[Data entries]
--

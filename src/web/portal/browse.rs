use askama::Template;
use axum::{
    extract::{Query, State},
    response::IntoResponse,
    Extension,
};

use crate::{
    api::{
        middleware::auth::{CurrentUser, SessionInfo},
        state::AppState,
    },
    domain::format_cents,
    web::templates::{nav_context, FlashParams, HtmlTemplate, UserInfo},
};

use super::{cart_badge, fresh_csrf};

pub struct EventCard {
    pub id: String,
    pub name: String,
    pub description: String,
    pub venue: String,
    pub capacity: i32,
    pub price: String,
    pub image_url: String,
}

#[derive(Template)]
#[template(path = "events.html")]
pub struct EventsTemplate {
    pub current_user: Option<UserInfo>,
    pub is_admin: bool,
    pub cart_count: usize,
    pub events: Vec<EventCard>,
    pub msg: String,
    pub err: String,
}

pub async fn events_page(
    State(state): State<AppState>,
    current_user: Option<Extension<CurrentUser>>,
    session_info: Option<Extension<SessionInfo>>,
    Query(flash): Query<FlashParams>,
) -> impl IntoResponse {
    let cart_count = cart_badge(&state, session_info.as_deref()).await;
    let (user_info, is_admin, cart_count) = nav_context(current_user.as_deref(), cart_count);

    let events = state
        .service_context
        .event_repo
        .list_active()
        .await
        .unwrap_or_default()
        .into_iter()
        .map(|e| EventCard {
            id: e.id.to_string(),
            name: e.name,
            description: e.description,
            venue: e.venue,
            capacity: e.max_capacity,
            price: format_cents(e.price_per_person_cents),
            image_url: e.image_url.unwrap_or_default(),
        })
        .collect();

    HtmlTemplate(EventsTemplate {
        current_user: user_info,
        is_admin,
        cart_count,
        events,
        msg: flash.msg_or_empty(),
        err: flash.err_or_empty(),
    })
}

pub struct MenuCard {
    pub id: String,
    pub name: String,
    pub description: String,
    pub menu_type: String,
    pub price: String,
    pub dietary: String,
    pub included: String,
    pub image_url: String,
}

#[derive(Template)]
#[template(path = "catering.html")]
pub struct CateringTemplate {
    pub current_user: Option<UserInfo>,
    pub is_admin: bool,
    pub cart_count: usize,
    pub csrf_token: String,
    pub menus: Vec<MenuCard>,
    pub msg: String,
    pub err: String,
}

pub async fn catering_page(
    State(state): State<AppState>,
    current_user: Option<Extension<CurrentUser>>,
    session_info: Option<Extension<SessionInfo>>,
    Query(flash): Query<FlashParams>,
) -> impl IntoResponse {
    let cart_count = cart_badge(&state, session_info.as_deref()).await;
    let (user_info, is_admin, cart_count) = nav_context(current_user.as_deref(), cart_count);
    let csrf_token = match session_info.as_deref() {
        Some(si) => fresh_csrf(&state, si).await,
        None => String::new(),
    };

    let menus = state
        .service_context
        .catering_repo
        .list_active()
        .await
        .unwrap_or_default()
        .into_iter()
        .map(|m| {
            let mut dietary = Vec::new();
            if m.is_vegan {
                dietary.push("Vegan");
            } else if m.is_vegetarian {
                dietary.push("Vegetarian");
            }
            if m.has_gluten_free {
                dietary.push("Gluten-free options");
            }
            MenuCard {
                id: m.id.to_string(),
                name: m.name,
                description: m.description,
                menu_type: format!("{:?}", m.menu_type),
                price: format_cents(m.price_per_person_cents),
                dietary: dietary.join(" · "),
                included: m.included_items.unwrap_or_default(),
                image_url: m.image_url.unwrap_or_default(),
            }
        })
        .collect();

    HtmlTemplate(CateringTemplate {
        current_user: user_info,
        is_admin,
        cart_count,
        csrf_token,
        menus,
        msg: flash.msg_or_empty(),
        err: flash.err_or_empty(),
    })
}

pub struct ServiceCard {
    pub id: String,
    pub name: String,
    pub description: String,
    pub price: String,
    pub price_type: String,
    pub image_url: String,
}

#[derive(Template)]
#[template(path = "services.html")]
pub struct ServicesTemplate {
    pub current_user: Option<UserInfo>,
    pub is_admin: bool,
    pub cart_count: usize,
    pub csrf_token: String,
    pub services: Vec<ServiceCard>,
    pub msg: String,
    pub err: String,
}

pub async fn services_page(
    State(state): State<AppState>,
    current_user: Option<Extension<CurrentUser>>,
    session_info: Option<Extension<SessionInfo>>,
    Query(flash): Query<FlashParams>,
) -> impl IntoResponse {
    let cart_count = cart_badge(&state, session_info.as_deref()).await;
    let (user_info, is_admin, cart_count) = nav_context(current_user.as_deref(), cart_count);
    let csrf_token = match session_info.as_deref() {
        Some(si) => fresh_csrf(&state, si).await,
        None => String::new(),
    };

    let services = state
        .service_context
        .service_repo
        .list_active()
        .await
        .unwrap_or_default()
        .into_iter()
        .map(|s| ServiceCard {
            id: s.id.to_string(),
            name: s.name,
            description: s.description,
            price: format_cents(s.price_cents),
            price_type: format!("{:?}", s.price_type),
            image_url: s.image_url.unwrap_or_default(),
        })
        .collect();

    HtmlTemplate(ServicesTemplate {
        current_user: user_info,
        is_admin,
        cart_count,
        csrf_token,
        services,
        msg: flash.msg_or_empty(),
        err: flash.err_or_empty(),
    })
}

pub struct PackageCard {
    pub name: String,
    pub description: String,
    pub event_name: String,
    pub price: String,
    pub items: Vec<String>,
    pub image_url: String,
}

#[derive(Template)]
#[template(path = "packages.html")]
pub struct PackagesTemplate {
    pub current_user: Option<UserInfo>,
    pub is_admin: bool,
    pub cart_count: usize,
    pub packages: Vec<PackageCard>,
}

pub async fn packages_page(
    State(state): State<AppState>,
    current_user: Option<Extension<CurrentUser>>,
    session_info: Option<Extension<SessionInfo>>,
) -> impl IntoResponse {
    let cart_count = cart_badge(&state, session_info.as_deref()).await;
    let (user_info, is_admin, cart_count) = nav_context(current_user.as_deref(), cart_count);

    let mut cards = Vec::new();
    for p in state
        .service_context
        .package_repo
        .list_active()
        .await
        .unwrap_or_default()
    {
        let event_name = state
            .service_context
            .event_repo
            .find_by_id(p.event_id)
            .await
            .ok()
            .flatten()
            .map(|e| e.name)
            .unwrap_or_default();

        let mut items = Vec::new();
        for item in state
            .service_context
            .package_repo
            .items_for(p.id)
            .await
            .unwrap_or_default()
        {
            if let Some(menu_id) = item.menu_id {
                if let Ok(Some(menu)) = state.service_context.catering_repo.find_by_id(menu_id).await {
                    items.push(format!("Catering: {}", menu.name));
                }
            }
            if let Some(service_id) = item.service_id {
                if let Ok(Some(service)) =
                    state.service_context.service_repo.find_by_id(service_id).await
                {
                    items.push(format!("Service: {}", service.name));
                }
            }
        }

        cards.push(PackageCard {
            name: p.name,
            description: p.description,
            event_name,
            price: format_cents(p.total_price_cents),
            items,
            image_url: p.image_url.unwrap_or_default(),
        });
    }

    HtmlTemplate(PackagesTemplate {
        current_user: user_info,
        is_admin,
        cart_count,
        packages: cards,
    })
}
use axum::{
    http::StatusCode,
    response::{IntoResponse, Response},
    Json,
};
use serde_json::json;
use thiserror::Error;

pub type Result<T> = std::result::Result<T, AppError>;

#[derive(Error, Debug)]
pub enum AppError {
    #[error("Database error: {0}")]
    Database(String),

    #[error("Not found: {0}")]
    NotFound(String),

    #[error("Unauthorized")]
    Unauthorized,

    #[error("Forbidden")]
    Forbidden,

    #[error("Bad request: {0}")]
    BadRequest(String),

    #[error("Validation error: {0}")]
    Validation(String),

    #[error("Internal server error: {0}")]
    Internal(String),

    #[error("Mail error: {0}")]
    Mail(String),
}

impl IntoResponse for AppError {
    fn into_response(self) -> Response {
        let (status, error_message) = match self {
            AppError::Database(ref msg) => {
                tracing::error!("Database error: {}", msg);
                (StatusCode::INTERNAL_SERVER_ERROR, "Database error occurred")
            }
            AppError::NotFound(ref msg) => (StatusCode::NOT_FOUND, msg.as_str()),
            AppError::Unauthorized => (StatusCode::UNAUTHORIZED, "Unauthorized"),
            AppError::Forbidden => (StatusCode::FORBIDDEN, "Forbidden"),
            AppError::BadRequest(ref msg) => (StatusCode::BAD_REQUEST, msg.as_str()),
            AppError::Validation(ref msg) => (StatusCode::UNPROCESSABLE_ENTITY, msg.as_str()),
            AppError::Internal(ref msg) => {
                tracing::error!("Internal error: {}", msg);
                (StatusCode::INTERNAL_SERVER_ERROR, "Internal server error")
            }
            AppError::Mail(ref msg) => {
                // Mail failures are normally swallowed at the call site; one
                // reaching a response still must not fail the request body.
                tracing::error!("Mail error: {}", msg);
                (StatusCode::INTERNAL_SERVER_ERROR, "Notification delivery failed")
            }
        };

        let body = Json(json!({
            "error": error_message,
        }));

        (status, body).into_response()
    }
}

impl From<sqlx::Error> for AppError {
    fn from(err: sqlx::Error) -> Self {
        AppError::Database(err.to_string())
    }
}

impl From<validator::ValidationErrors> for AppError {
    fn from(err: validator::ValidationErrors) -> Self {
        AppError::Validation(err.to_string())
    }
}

--

• **WHAT YOU SHOULD DO**
Go through the records and show every line with the string "CateringTemplate" in it.

• **SOLUTION TO THIS TASK**
pub struct CateringTemplate {
    HtmlTemplate(CateringTemplate {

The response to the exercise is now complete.